About this task.
Provide the number of lines below containing the word "value", without any other words.

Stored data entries

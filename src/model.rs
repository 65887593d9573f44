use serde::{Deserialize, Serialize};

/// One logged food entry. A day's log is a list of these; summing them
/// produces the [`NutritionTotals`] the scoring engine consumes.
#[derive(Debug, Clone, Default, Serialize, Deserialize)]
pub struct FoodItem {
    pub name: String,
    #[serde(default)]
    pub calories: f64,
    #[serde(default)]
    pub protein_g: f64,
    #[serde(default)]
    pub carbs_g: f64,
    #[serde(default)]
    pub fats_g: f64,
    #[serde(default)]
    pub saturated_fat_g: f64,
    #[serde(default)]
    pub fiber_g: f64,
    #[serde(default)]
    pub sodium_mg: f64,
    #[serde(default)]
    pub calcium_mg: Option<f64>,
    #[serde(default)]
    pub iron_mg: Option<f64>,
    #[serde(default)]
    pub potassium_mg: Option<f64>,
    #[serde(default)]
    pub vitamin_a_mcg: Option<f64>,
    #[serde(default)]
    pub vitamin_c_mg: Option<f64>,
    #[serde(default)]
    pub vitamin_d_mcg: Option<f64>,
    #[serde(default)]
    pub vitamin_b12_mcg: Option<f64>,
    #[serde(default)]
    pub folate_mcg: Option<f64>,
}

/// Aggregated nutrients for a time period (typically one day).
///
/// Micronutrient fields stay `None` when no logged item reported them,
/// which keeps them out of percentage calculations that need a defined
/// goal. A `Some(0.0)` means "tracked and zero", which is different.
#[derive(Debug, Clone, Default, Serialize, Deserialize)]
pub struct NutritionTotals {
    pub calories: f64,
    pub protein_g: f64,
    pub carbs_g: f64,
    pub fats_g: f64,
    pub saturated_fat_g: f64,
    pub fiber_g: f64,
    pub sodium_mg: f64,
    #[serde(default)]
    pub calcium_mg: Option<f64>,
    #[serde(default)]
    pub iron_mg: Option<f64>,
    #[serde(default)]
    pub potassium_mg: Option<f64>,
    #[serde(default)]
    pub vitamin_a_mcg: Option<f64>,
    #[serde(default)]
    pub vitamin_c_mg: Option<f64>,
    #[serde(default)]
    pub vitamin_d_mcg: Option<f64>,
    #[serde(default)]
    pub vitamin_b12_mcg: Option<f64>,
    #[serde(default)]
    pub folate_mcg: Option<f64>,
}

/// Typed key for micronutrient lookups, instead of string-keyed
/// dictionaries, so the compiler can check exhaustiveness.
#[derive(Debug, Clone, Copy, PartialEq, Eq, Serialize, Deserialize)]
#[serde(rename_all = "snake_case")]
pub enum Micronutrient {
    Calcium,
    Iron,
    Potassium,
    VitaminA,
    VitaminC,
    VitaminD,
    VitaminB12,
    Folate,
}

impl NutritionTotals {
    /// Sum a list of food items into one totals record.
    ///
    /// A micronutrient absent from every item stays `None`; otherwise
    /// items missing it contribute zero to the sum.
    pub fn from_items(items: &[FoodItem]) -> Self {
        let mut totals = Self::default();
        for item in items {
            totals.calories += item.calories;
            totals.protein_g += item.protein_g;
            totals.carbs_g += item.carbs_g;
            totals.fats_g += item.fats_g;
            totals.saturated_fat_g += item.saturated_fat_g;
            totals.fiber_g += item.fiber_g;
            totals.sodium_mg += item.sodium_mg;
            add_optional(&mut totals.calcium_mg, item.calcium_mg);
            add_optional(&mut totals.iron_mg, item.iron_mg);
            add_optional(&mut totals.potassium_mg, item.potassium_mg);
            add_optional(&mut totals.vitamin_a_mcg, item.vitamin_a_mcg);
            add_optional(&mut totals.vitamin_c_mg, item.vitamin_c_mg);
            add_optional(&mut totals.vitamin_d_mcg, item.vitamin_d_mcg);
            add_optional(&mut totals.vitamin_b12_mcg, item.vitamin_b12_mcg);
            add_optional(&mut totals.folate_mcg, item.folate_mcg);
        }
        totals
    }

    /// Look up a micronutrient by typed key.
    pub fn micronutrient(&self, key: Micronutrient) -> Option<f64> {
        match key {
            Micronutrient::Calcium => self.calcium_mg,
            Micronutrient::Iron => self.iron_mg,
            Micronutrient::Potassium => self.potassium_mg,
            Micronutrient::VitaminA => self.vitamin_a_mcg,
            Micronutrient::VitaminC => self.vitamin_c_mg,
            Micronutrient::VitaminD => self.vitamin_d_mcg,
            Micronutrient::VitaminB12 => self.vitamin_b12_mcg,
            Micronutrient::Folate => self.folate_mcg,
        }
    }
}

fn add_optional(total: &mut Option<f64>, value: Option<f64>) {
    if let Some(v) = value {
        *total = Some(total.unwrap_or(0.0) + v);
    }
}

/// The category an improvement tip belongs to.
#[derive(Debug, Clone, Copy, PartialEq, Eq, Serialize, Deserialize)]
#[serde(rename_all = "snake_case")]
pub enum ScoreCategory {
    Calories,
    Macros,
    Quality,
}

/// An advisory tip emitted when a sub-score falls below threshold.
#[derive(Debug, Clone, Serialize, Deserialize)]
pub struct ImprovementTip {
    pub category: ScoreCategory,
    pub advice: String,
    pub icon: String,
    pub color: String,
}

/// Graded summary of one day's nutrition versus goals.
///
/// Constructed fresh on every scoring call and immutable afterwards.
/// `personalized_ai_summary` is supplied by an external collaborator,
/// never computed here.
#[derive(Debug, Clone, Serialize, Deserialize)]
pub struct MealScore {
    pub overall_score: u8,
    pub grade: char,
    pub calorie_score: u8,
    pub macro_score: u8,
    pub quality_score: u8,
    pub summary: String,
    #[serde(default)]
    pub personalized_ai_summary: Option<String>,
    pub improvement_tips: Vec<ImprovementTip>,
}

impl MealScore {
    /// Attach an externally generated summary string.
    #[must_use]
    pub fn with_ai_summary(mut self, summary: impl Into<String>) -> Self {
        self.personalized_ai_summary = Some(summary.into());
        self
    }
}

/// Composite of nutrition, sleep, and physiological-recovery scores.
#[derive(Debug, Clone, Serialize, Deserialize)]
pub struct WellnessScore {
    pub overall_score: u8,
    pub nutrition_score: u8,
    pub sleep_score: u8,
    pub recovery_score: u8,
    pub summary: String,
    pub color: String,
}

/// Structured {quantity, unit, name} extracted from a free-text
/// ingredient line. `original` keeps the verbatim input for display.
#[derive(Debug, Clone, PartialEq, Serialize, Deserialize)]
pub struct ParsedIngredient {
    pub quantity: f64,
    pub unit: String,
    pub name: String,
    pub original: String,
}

Your solution.
2